Records excerpted from a collection –
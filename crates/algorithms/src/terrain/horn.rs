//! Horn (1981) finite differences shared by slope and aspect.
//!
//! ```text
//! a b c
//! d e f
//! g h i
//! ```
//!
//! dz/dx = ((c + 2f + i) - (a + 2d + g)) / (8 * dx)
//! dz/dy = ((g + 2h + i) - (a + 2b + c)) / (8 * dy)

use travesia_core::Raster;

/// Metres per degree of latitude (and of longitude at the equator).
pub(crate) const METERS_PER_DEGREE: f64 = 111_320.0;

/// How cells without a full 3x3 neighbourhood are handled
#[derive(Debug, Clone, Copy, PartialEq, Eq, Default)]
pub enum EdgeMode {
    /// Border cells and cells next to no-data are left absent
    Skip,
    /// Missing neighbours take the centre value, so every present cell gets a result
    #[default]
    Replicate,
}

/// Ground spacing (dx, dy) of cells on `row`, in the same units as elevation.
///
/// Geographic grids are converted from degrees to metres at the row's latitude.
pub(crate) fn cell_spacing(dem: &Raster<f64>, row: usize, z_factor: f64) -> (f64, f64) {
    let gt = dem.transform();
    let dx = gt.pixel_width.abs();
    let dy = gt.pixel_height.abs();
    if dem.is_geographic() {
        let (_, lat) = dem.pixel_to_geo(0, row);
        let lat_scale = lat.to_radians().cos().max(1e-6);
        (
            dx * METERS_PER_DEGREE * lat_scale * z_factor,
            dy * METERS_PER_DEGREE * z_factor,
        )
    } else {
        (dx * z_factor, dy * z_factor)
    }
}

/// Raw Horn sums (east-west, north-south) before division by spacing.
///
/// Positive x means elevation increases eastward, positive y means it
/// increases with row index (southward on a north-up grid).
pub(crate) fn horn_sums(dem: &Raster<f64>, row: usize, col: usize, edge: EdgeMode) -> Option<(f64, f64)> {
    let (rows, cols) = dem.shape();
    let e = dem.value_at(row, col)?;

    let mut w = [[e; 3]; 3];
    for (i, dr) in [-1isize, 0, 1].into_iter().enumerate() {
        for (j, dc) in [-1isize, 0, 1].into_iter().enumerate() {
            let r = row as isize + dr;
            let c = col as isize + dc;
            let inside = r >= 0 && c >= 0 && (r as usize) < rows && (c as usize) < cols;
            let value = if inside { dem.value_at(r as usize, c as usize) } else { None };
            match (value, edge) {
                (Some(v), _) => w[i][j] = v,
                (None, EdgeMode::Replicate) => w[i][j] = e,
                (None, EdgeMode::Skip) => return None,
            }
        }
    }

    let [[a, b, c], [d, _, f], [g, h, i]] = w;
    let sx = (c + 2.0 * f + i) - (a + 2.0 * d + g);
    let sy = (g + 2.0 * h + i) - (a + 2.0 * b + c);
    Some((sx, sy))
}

...

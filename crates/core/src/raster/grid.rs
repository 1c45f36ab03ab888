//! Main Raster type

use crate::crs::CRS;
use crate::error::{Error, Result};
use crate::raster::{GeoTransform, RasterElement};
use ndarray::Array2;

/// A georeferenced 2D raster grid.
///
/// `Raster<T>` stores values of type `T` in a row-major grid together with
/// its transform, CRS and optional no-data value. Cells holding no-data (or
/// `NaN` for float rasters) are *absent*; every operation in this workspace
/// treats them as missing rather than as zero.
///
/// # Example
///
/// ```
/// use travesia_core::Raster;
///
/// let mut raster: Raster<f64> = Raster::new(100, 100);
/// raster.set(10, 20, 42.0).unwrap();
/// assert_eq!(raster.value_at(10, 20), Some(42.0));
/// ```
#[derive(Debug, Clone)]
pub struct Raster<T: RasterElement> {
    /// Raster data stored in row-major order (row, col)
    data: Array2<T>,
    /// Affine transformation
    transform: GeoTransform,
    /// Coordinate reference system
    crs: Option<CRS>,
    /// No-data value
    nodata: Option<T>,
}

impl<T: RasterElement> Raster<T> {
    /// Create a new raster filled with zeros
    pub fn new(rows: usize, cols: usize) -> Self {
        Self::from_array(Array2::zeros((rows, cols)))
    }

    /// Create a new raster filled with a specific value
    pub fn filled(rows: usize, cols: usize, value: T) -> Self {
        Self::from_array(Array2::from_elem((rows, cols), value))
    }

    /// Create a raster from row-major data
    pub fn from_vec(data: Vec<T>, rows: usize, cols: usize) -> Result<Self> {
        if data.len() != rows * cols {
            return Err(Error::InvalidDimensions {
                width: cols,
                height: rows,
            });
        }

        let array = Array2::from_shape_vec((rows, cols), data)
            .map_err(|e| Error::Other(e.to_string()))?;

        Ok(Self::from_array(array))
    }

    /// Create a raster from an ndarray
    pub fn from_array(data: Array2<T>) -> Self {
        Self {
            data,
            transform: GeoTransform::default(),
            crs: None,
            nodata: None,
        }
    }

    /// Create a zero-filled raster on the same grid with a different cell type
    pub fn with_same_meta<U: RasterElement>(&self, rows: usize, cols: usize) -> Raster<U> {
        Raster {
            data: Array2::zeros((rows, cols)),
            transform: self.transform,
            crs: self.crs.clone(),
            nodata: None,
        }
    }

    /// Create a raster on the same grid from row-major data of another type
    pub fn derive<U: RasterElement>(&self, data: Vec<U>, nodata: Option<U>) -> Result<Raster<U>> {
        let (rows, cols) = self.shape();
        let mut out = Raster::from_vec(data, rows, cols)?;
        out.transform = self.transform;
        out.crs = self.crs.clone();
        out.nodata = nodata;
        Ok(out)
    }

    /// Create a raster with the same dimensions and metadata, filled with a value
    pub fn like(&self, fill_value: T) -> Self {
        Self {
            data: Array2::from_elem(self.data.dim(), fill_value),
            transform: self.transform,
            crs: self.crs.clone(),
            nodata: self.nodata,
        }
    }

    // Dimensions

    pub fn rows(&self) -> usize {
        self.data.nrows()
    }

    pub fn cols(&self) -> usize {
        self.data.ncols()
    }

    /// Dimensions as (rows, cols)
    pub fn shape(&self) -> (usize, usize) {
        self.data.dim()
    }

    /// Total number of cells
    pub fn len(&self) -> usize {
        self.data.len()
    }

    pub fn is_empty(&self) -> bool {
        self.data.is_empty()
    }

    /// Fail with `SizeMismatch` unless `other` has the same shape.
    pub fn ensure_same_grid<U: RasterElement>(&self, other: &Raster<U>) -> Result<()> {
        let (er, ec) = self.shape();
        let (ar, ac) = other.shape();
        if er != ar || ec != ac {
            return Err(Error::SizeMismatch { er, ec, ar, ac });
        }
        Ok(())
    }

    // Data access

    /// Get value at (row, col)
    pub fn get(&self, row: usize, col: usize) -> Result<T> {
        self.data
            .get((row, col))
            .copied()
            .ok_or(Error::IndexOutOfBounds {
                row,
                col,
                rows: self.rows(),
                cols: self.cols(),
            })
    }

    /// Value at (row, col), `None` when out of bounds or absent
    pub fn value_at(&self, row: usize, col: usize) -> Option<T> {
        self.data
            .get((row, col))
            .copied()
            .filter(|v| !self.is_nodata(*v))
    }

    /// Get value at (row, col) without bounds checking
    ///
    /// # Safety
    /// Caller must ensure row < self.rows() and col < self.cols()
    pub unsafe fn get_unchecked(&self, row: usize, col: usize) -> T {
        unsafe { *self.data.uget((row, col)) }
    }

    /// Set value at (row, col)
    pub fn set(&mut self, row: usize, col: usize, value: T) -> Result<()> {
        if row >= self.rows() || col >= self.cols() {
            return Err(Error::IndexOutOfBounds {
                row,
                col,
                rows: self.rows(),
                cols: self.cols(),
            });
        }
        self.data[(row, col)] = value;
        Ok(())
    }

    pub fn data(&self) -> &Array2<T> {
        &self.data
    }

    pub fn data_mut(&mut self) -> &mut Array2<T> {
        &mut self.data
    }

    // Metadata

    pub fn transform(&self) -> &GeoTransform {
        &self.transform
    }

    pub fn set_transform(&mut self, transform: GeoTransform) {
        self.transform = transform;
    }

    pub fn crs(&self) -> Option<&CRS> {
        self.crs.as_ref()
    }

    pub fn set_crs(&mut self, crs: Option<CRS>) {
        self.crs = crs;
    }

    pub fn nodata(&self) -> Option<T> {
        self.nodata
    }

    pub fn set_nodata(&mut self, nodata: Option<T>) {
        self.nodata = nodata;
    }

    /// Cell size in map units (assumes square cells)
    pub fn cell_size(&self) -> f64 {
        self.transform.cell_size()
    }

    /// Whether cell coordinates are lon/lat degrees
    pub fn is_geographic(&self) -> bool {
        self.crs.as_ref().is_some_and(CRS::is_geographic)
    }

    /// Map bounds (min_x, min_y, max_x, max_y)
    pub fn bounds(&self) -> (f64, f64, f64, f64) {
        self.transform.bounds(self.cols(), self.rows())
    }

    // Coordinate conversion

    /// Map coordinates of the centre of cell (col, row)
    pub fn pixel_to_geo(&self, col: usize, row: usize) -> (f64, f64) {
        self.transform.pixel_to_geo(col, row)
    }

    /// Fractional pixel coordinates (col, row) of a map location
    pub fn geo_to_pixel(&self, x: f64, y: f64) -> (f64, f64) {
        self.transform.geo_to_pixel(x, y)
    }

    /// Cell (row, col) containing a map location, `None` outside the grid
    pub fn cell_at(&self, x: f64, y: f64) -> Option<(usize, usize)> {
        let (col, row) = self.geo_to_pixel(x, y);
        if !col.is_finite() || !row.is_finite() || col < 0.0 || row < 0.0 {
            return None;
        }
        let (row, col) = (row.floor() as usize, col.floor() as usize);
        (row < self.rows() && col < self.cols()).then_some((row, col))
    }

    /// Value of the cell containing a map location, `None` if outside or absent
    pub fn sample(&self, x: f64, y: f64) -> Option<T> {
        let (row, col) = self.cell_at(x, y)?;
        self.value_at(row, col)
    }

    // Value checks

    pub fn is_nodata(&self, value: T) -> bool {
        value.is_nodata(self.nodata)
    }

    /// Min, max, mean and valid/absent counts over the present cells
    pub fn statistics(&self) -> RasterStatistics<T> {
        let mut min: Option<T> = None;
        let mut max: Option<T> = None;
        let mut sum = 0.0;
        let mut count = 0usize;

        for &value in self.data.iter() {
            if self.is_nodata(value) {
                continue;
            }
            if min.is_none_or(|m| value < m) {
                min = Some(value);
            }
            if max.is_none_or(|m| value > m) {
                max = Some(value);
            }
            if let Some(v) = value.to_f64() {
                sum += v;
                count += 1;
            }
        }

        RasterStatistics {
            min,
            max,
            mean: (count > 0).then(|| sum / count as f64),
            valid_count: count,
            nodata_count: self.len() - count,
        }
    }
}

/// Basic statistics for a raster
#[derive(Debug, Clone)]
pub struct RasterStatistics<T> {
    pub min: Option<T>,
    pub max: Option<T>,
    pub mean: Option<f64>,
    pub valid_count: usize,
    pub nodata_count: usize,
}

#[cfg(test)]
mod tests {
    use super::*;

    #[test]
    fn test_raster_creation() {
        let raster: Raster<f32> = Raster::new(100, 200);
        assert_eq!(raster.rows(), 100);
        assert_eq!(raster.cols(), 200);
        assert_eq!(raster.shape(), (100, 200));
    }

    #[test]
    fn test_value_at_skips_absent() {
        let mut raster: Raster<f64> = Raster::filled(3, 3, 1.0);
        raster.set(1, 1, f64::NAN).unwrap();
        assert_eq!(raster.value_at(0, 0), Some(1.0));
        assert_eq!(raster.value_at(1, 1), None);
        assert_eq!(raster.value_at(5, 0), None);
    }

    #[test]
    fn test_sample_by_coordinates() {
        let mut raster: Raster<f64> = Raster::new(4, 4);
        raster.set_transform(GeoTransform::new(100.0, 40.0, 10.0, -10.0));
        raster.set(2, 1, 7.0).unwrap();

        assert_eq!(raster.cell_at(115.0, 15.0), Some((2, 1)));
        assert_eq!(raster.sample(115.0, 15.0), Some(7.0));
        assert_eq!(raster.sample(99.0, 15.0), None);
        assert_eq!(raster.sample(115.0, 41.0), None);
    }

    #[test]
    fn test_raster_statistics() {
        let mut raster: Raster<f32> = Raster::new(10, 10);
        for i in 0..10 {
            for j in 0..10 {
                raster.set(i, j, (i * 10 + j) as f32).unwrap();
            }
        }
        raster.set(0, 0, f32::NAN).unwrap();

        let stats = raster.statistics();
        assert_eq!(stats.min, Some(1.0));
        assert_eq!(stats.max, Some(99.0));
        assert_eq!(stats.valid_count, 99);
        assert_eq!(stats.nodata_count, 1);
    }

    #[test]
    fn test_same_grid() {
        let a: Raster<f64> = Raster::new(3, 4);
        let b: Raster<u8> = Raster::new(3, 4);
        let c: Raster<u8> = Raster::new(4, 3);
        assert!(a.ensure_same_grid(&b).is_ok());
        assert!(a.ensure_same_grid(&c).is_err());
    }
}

WHAT IS BEING ASKED – Among the entries above, find the line with "filename crates/algorithms/src/terrain/horn.rs" and the line with "let dx = gt.pixel_width.abs();"; give again exactly these two lines and all lines between them.

COMPLETED TASK –
filename crates/algorithms/src/terrain/horn.rs
//! Horn (1981) finite differences shared by slope and aspect.
//!
//! ```text
//! a b c
//! d e f
//! g h i
//! ```
//!
//! dz/dx = ((c + 2f + i) - (a + 2d + g)) / (8 * dx)
//! dz/dy = ((g + 2h + i) - (a + 2b + c)) / (8 * dy)

use travesia_core::Raster;

/// Metres per degree of latitude (and of longitude at the equator).
pub(crate) const METERS_PER_DEGREE: f64 = 111_320.0;

/// How cells without a full 3x3 neighbourhood are handled
#[derive(Debug, Clone, Copy, PartialEq, Eq, Default)]
pub enum EdgeMode {
    /// Border cells and cells next to no-data are left absent
    Skip,
    /// Missing neighbours take the centre value, so every present cell gets a result
    #[default]
    Replicate,
}

/// Ground spacing (dx, dy) of cells on `row`, in the same units as elevation.
///
/// Geographic grids are converted from degrees to metres at the row's latitude.
pub(crate) fn cell_spacing(dem: &Raster<f64>, row: usize, z_factor: f64) -> (f64, f64) {
    let gt = dem.transform();
    let dx = gt.pixel_width.abs();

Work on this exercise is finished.